Q36 Mr Prentice: You were nominated
by David Cameron, the Leader of the Opposition, and you were appointed
by the Prime Minister. Did you actually meet the Prime Minister?
Did he call you into 10 Downing Street to talk to you about the
job, or was it all done by letter?
Lord Lang of Monkton: It was done
by letter. I did not meet David Cameron either, but I have met
him on other occasions.
Q37 Mr Prentice: Has there been any
subsequent correspondence with Number 10 about your business background
and the material that has now surfaced in the press and which
has been alluded to by Paul?
Lord Lang of Monkton: The material
which you say has surfaced in the press has been in the public
domain for five years and I do not think that influences the matter
at all.
Q38 Mr Prentice: The first reference
that we have got in our briefing material is 2004, but there is
the other story that I have in front of me, which is very current,
published by Bloomberg on 13 November 2009, which says that Marsh
& McLennan are going to pay out $400 million to settle this
law suit. You told the Committee that the company was doing this
to get closure. Are all other US insurance brokers paying out
to get closure or was it just Marsh & McLennan?

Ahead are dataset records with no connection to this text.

//! Schemas command - list the GVKs a set of CRDs registers

use console::style;
use crdassert_core::SchemaRegistry;
use std::path::PathBuf;

use crate::error::{CliError, Result};

pub fn run(crds: &[PathBuf], json_output: bool) -> Result<()> {
    let mut registry = SchemaRegistry::new();
    registry.load_files(crds).map_err(CliError::crd)?;

    if json_output {
        let rendered =
            serde_json::to_string_pretty(&registry.gvks()).map_err(|e| CliError::Other {
                message: e.to_string(),
            })?;
        println!("{}", rendered);
        return Ok(());
    }

    println!(
        "{} {} schema(s) registered from {} CRD file(s)",
        style("→").blue(),
        registry.len(),
        crds.len()
    );

    for gvk in registry.gvks() {
        println!(
            "  {} {} {}",
            style("•").dim(),
            style(gvk.api_version()).cyan(),
            gvk.kind
        );
    }

    Ok(())
}
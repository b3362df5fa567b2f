//! Untyped resource documents

use serde_json::Value;

use crate::error::{Error, Result};
use crate::gvk::GroupVersionKind;

/// Name reported for resources that declare none
pub const UNNAMED: &str = "<unnamed>";

/// A custom resource instance in untyped form
#[derive(Debug, Clone, PartialEq)]
pub struct Resource {
    gvk: GroupVersionKind,
    content: Value,
}

impl Resource {
    /// Wrap a decoded document, reading its `apiVersion` and `kind`
    pub fn from_value(content: Value) -> Result<Self> {
        let api_version = content
            .get("apiVersion")
            .and_then(Value::as_str)
            .ok_or_else(|| Error::Decode("resource is missing 'apiVersion'".to_string()))?;
        let kind = content
            .get("kind")
            .and_then(Value::as_str)
            .ok_or_else(|| Error::Decode("resource is missing 'kind'".to_string()))?;

        let gvk = GroupVersionKind::from_api_version(api_version, kind)?;

        Ok(Self { gvk, content })
    }

    pub fn gvk(&self) -> &GroupVersionKind {
        &self.gvk
    }

    /// `metadata.name`, else `metadata.generateName`, else [`UNNAMED`]
    pub fn name(&self) -> &str {
        let metadata = self.content.get("metadata");
        metadata
            .and_then(|m| m.get("name"))
            .and_then(Value::as_str)
            .or_else(|| {
                metadata
                    .and_then(|m| m.get("generateName"))
                    .and_then(Value::as_str)
            })
            .unwrap_or(UNNAMED)
    }

    pub fn namespace(&self) -> Option<&str> {
        self.content
            .get("metadata")
            .and_then(|m| m.get("namespace"))
            .and_then(Value::as_str)
    }

    pub fn content(&self) -> &Value {
        &self.content
    }

    pub fn into_content(self) -> Value {
        self.content
    }
}

impl TryFrom<Value> for Resource {
    type Error = Error;

    fn try_from(value: Value) -> Result<Self> {
        Self::from_value(value)
    }
}
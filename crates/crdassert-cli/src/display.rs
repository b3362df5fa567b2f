//! Display formatting for CLI output
//!
//! Groups schema violations by the resource they were found in.

use console::style;
use crdassert_core::Violation;
use std::collections::BTreeMap;

/// A schema violation with location information
#[derive(Debug, Clone)]
pub struct ValidationIssue {
    /// Source document and resource, e.g. `es.yaml (ExternalSecret/db)`
    pub resource: String,
    pub path: String,
    pub message: String,
}

/// Grouped validation results for display
#[derive(Debug, Default)]
pub struct ValidationReport {
    pub issues: Vec<ValidationIssue>,
    pub checked_count: usize,
    pub failed_count: usize,
}

impl ValidationReport {
    /// Create a new empty report
    pub fn new() -> Self {
        Self::default()
    }

    /// Record the outcome of checking one resource
    pub fn add_result(&mut self, resource: &str, violations: &[Violation]) {
        self.checked_count += 1;
        if violations.is_empty() {
            return;
        }

        self.failed_count += 1;
        for violation in violations {
            self.issues.push(ValidationIssue {
                resource: resource.to_string(),
                path: violation.path.clone(),
                message: violation.message.clone(),
            });
        }
    }

    /// Display violations grouped by resource
    pub fn display(&self) {
        let mut by_resource: BTreeMap<&str, Vec<&ValidationIssue>> = BTreeMap::new();
        for issue in &self.issues {
            by_resource.entry(&issue.resource).or_default().push(issue);
        }

        for (resource, issues) in by_resource {
            println!();
            println!("{}", style(resource).cyan().bold());

            for issue in issues {
                println!(
                    "  {} {} at {}",
                    style("✗").red(),
                    issue.message,
                    style(&issue.path).dim()
                );
            }
        }
    }

    /// Print summary line
    pub fn print_summary(&self) {
        if self.has_errors() {
            println!(
                "{} Validation failed: {} violation(s) in {} of {} resource(s)",
                style("✗").red().bold(),
                self.issues.len(),
                self.failed_count,
                self.checked_count
            );
        } else {
            println!(
                "{} Validation passed! {} resource(s) checked",
                style("✓").green().bold(),
                self.checked_count
            );
        }
    }

    /// Check if any resource violated its schema
    pub fn has_errors(&self) -> bool {
        self.failed_count > 0
    }
}
//! CLI commands

pub mod check;
pub mod schemas;
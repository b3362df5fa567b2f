//! `apiextensions.k8s.io/v1beta1` CustomResourceDefinition shape (deprecated)
//!
//! Predates multi-version CRDs: a single `spec.version` and a top-level
//! `spec.validation` shared by every version. Later v1beta1 releases added
//! `spec.versions` with optional per-version schemas.

use serde::Deserialize;

use super::{CustomResourceValidation, CrdNames, ObjectMeta};

#[derive(Debug, Clone, PartialEq, Deserialize)]
pub struct CustomResourceDefinition {
    #[serde(default)]
    pub metadata: ObjectMeta,
    pub spec: CustomResourceDefinitionSpec,
}

#[derive(Debug, Clone, PartialEq, Deserialize)]
pub struct CustomResourceDefinitionSpec {
    pub group: String,
    pub names: CrdNames,
    #[serde(default)]
    pub version: Option<String>,
    #[serde(default)]
    pub versions: Vec<CustomResourceDefinitionVersion>,
    #[serde(default)]
    pub validation: Option<CustomResourceValidation>,
}

#[derive(Debug, Clone, PartialEq, Deserialize)]
pub struct CustomResourceDefinitionVersion {
    pub name: String,
    #[serde(default)]
    pub schema: Option<CustomResourceValidation>,
}
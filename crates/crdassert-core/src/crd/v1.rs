//! `apiextensions.k8s.io/v1` CustomResourceDefinition shape
//!
//! Only the fields needed to route and validate resources are modelled;
//! everything else in the manifest is ignored.

use serde::Deserialize;

use super::{CustomResourceValidation, CrdNames, ObjectMeta};

#[derive(Debug, Clone, PartialEq, Deserialize)]
pub struct CustomResourceDefinition {
    #[serde(default)]
    pub metadata: ObjectMeta,
    pub spec: CustomResourceDefinitionSpec,
}

#[derive(Debug, Clone, PartialEq, Deserialize)]
pub struct CustomResourceDefinitionSpec {
    pub group: String,
    pub names: CrdNames,
    pub versions: Vec<CustomResourceDefinitionVersion>,
}

#[derive(Debug, Clone, PartialEq, Deserialize)]
pub struct CustomResourceDefinitionVersion {
    pub name: String,
    #[serde(default)]
    pub schema: Option<CustomResourceValidation>,
}
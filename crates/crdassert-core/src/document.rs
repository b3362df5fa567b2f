//! Decoding of raw YAML/JSON sources into untyped documents

use serde::Deserialize;
use serde_json::Value;

use crate::error::{Error, Result};

/// A decoded document together with the name it is reported under
#[derive(Debug, Clone, PartialEq)]
pub struct SourcedDocument {
    pub source_name: String,
    pub value: Value,
}

/// Decode a YAML (or JSON) byte source into its documents.
///
/// Multi-document streams (`---` separated) yield one value per document;
/// empty documents are skipped.
pub fn decode_documents(bytes: &[u8]) -> Result<Vec<Value>> {
    let mut documents = Vec::new();

    for de in serde_yaml::Deserializer::from_slice(bytes) {
        let value = Value::deserialize(de)?;
        if !value.is_null() {
            documents.push(value);
        }
    }

    Ok(documents)
}

/// Decode a source and name each document after it.
///
/// A single document keeps the source name; documents of a stream are
/// suffixed with their 1-based position (`bundle.yaml#2`). A source with
/// no document at all (empty, or only comments and separators) is an error.
pub fn decode_sourced(source_name: &str, bytes: &[u8]) -> Result<Vec<SourcedDocument>> {
    let documents = decode_documents(bytes)?;
    if documents.is_empty() {
        return Err(Error::Decode("no document found".to_string()));
    }
    let multi = documents.len() > 1;

    Ok(documents
        .into_iter()
        .enumerate()
        .map(|(i, value)| SourcedDocument {
            source_name: if multi {
                format!("{}#{}", source_name, i + 1)
            } else {
                source_name.to_string()
            },
            value,
        })
        .collect())
}
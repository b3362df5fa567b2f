//! OpenAPI v3 structural schema to JSON Schema translation
//!
//! CRD schemas are written in the OpenAPI v3.0 dialect, which is JSON Schema
//! Draft 4 plus a handful of extensions. The extensions that change what a
//! document may contain are rewritten into plain Draft 4 keywords:
//!
//! - `nullable: true` also admits `null`
//! - `x-kubernetes-int-or-string: true` admits an integer or a string
//!
//! Other `x-kubernetes-*` extensions are kept verbatim; the validator
//! ignores unknown keywords.

use serde_json::{Map, Value, json};

/// Keywords whose value is a map of name -> subschema
const SCHEMA_MAP_KEYWORDS: &[&str] = &["properties", "patternProperties", "definitions"];

/// Keywords whose value is a single subschema (or a boolean)
const SCHEMA_KEYWORDS: &[&str] = &["additionalProperties", "additionalItems", "not"];

/// Keywords whose value is a list of subschemas
const SCHEMA_LIST_KEYWORDS: &[&str] = &["allOf", "anyOf", "oneOf"];

/// Translate a CRD `openAPIV3Schema` into a Draft 4 JSON Schema
pub fn to_json_schema(schema: &Value) -> Value {
    let Some(obj) = schema.as_object() else {
        return schema.clone();
    };

    let mut out = Map::with_capacity(obj.len());

    for (key, value) in obj {
        let k = key.as_str();
        let translated = if SCHEMA_MAP_KEYWORDS.contains(&k) {
            translate_map(value)
        } else if SCHEMA_KEYWORDS.contains(&k) {
            to_json_schema(value)
        } else if SCHEMA_LIST_KEYWORDS.contains(&k) {
            translate_list(value)
        } else if k == "items" {
            // Draft 4 allows both a single schema and a tuple of schemas
            match value {
                Value::Array(_) => translate_list(value),
                other => to_json_schema(other),
            }
        } else {
            value.clone()
        };
        out.insert(key.clone(), translated);
    }

    let nullable = flag(obj, "nullable");

    if flag(obj, "x-kubernetes-int-or-string") {
        apply_int_or_string(&mut out, nullable);
    }

    if nullable {
        apply_nullable(&mut out);
    }

    Value::Object(out)
}

fn flag(obj: &Map<String, Value>, key: &str) -> bool {
    obj.get(key).and_then(Value::as_bool).unwrap_or(false)
}

fn translate_map(value: &Value) -> Value {
    match value.as_object() {
        Some(map) => Value::Object(
            map.iter()
                .map(|(name, schema)| (name.clone(), to_json_schema(schema)))
                .collect(),
        ),
        None => value.clone(),
    }
}

fn translate_list(value: &Value) -> Value {
    match value.as_array() {
        Some(list) => Value::Array(list.iter().map(to_json_schema).collect()),
        None => value.clone(),
    }
}

fn apply_int_or_string(out: &mut Map<String, Value>, nullable: bool) {
    out.remove("type");

    // Generated CRDs usually spell the alternatives out already
    if out.contains_key("anyOf") {
        return;
    }

    let mut alternatives = vec![json!({"type": "integer"}), json!({"type": "string"})];
    if nullable {
        alternatives.push(json!({"type": "null"}));
    }
    out.insert("anyOf".into(), Value::Array(alternatives));
}

fn apply_nullable(out: &mut Map<String, Value>) {
    let null = Value::String("null".into());

    let widened = match out.get("type") {
        Some(Value::String(t)) => Some(json!([t, "null"])),
        _ => None,
    };

    if let Some(types) = widened {
        out.insert("type".into(), types);
    } else if let Some(Value::Array(types)) = out.get_mut("type") {
        if !types.contains(&null) {
            types.push(null);
        }
    }

    if let Some(Value::Array(values)) = out.get_mut("enum") {
        if !values.contains(&Value::Null) {
            values.push(Value::Null);
        }
    }
}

Lord Lang of Monkton: Other large
insurance brokers had to give undertakings to the Attorney General's
office in New York that they would cease to collect contingency
commissions, something which every other insurance broker in the
United States continued to accept, but I do not know how much
in terms of settlement they paid out. This was a civil law suit.
This was not with the Attorney General. This was a civil law suit
against the company.
Q39 Mr Prentice: I understand that.
I am ignorant about these matters, I am just a Member of Parliament,
but you told us earlier that contingency commissions are not illegal.
It just strikes me as strange that the company that you are a
director of has shelled out this huge sum of money for collecting
contingency commissions which you tell us were not illegal. My
question is: was this an industry-wide response or was it just
your company that shelled out all this money?
Lord Lang of Monkton: I think
the other companies who had to give the undertaking to the Attorney
General that they would suspend contingency commissions
Q40 Mr Prentice: Why did not your
company, Marsh & McLennan, simply say, "We are not going
to have anything to do with contingency commissions in future"?
Lord Lang of Monkton: We did.
Q41 Mr Prentice: And that was not
enough?
Lord Lang of Monkton: This law
suit was not about the contingency commissions. As I recall (and
I may not be quite correct on this), this law suit concerned the
fact that the share price collapsed when Mr Spitzer made a number
of very outspoken remarks, which Mr Flynn has in his documents
there, and I think the law suit related primarily to that issue,
the fact that the shareholders had lost value in their shareholding.
Litigation in America is rather different from in this country,
and many such cases are pursued with a view to achieving some
kind of ultimate settlement in order to gain closure for the benefit
of shareholders, which is what happened in this case. Therefore,
the merits of the actual case tend not to be ever tested in court.
Q42 Mr Prentice: I do not know if
I can get much further on this one, but I will try one last time.
There were other insurance brokers that did not pay out money
but just gave an undertaking that they would not have anything
to do with these contingency commissions. That is the reality,
is it not?
Lord Lang of Monkton: I do not
know whether they paid out money or not, I cannot recallit
was some five years agobut they did undertake not to continue
to collect contingency commissions even though other insurance
brokers around the world were collecting contingency commissions.
Q43 Mr Prentice: Has there been any
reputational damage to Marsh & McLennan as a result of this?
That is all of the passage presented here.